── PROVIDED MATERIAL

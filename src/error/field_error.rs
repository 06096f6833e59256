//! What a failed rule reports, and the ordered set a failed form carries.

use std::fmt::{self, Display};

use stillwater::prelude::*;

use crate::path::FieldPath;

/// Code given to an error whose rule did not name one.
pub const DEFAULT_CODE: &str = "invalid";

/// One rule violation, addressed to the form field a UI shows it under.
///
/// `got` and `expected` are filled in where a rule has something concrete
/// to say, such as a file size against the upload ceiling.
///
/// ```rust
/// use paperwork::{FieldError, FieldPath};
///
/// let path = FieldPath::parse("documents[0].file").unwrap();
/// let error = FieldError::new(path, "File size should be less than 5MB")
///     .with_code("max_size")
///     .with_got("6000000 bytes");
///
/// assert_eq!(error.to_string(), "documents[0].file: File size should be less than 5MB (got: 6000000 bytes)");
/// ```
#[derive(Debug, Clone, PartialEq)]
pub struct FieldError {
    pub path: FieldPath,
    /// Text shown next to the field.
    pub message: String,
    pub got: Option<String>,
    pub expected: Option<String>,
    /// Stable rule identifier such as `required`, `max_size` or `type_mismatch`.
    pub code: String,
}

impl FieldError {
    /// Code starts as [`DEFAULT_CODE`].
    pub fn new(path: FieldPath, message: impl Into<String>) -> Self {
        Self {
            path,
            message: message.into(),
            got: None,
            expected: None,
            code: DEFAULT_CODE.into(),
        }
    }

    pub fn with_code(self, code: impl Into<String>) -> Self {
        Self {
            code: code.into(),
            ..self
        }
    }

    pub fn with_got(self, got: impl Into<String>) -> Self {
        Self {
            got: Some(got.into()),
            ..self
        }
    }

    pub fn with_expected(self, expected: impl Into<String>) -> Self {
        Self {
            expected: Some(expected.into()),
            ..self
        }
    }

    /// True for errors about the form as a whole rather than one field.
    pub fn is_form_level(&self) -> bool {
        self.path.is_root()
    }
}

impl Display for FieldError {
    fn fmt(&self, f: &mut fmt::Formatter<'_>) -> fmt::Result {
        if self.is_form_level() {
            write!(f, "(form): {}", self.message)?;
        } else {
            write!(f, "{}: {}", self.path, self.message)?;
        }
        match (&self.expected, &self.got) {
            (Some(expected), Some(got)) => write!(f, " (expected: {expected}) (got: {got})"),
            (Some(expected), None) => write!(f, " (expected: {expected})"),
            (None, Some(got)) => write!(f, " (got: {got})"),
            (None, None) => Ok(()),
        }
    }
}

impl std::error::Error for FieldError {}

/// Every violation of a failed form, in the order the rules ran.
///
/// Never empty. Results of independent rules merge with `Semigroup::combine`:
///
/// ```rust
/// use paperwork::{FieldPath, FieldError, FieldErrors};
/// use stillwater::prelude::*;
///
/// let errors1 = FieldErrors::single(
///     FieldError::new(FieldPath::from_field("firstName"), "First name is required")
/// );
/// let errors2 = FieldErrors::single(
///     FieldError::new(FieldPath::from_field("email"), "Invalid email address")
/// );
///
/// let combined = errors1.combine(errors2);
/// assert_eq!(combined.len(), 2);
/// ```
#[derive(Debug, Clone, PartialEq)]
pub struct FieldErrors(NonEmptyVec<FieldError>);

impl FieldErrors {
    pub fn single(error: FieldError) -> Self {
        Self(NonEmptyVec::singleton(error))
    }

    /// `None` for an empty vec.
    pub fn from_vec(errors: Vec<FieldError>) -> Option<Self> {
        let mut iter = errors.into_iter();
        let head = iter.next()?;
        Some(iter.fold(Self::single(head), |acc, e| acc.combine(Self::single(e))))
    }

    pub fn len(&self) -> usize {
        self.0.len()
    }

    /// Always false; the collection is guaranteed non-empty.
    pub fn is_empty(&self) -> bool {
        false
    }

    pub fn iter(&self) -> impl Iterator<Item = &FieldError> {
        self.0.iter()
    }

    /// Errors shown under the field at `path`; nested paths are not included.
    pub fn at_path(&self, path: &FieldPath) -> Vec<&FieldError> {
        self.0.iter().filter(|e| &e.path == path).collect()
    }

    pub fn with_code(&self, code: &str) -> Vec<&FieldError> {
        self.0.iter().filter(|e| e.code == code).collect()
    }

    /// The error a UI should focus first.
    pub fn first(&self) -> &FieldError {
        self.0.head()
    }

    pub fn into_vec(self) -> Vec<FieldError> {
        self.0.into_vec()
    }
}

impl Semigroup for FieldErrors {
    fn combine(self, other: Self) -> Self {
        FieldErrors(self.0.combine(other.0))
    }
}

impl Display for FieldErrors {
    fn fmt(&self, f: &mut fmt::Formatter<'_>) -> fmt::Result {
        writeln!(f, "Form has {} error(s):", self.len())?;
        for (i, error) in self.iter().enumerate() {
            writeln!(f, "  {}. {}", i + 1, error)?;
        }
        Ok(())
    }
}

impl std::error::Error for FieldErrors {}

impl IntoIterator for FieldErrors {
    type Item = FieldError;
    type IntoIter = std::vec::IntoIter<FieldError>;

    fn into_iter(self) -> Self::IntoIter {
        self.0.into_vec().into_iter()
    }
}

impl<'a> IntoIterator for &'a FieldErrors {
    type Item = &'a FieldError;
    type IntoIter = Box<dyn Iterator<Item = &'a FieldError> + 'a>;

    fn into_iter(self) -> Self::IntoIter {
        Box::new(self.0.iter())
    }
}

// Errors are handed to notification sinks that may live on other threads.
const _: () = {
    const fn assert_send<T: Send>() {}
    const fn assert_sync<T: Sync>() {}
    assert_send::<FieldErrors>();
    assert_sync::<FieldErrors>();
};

────
── PROVIDED MATERIAL

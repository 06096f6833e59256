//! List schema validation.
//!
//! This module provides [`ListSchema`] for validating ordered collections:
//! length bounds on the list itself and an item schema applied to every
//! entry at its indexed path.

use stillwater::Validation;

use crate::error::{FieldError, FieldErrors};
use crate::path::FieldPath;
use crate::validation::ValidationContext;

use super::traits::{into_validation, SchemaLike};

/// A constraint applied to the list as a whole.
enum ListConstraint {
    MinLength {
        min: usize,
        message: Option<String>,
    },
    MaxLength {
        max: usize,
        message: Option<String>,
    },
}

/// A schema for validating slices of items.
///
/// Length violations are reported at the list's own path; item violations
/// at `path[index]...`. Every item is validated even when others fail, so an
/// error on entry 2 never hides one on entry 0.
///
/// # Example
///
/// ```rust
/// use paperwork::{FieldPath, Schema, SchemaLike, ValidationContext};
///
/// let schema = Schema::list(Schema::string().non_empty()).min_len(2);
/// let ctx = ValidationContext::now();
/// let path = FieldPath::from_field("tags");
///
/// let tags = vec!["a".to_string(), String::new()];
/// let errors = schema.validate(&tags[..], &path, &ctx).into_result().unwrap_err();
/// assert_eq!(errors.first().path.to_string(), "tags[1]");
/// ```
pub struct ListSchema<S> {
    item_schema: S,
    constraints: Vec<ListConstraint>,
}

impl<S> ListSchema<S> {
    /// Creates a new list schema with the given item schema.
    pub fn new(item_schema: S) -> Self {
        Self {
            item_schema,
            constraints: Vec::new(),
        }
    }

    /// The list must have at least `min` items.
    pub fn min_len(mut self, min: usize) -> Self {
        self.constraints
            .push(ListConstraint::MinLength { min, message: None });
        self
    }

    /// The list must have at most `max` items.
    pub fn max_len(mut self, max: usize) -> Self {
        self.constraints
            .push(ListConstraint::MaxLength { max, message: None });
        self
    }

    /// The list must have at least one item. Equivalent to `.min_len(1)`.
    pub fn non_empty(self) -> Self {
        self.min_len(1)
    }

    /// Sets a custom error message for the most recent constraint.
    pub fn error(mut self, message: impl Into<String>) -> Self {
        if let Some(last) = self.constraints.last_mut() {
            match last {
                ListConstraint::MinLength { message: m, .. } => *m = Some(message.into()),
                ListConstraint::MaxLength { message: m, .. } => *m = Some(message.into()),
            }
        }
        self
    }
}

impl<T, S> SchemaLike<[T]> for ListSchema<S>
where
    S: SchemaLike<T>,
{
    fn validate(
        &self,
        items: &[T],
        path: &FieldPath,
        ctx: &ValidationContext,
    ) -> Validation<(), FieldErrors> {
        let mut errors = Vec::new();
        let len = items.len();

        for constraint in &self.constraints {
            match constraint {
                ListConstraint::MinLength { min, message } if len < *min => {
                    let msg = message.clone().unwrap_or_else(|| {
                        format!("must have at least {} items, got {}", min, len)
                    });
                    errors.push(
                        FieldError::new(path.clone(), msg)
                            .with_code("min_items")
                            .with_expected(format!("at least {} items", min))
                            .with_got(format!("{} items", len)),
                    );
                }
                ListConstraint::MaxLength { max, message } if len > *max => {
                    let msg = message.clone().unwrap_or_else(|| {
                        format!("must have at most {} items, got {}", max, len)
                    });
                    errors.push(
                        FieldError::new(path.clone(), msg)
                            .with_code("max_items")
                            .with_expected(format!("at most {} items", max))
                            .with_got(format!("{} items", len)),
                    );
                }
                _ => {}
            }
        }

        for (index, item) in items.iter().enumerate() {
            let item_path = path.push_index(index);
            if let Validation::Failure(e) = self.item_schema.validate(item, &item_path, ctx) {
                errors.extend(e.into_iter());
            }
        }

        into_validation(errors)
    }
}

────
── PROVIDED MATERIAL

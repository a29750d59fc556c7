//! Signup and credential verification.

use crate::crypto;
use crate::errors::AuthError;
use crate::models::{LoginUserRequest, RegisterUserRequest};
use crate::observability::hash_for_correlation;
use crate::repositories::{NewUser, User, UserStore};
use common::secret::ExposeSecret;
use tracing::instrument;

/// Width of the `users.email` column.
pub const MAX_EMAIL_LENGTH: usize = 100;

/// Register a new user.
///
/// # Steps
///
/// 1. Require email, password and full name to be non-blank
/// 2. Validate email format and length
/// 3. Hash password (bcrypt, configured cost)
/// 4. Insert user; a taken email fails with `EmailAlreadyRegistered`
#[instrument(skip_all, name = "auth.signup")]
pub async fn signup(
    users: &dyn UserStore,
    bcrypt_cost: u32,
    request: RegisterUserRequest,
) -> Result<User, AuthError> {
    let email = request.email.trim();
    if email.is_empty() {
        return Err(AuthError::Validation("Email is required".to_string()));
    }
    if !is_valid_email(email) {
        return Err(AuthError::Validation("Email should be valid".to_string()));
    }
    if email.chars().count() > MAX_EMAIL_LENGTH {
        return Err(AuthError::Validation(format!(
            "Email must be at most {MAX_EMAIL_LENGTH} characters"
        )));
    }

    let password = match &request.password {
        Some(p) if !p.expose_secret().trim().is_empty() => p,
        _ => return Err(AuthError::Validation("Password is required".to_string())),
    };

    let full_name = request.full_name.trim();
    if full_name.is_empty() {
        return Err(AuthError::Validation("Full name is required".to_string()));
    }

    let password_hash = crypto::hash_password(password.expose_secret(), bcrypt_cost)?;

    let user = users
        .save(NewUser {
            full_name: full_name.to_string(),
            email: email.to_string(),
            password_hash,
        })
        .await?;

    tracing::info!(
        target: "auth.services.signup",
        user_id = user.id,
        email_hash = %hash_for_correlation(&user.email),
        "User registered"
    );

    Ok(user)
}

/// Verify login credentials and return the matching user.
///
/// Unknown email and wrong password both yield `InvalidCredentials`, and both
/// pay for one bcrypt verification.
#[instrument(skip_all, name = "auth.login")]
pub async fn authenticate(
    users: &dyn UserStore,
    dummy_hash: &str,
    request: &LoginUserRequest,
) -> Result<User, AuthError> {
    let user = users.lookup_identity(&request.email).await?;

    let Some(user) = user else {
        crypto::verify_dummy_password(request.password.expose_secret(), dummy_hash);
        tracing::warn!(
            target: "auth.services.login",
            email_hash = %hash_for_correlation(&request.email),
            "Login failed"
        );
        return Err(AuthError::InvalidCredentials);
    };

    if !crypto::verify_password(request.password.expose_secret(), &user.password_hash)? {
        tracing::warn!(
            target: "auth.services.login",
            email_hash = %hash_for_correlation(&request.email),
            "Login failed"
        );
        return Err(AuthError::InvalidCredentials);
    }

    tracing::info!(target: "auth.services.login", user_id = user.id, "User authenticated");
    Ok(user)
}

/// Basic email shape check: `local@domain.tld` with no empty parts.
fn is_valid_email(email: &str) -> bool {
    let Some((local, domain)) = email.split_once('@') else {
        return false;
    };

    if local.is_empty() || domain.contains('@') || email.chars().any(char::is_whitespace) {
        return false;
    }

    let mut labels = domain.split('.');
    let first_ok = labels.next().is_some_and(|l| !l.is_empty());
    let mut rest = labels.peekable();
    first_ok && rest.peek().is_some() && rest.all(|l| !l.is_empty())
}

────

- _TO DO_: Go through the data above and return each line containing the string "failed".

- _WRITTEN REPLY_:
//! What a failed rule reports, and the ordered set a failed form carries.
/// Every violation of a failed form, in the order the rules ran.
            "Login failed"
            "Login failed"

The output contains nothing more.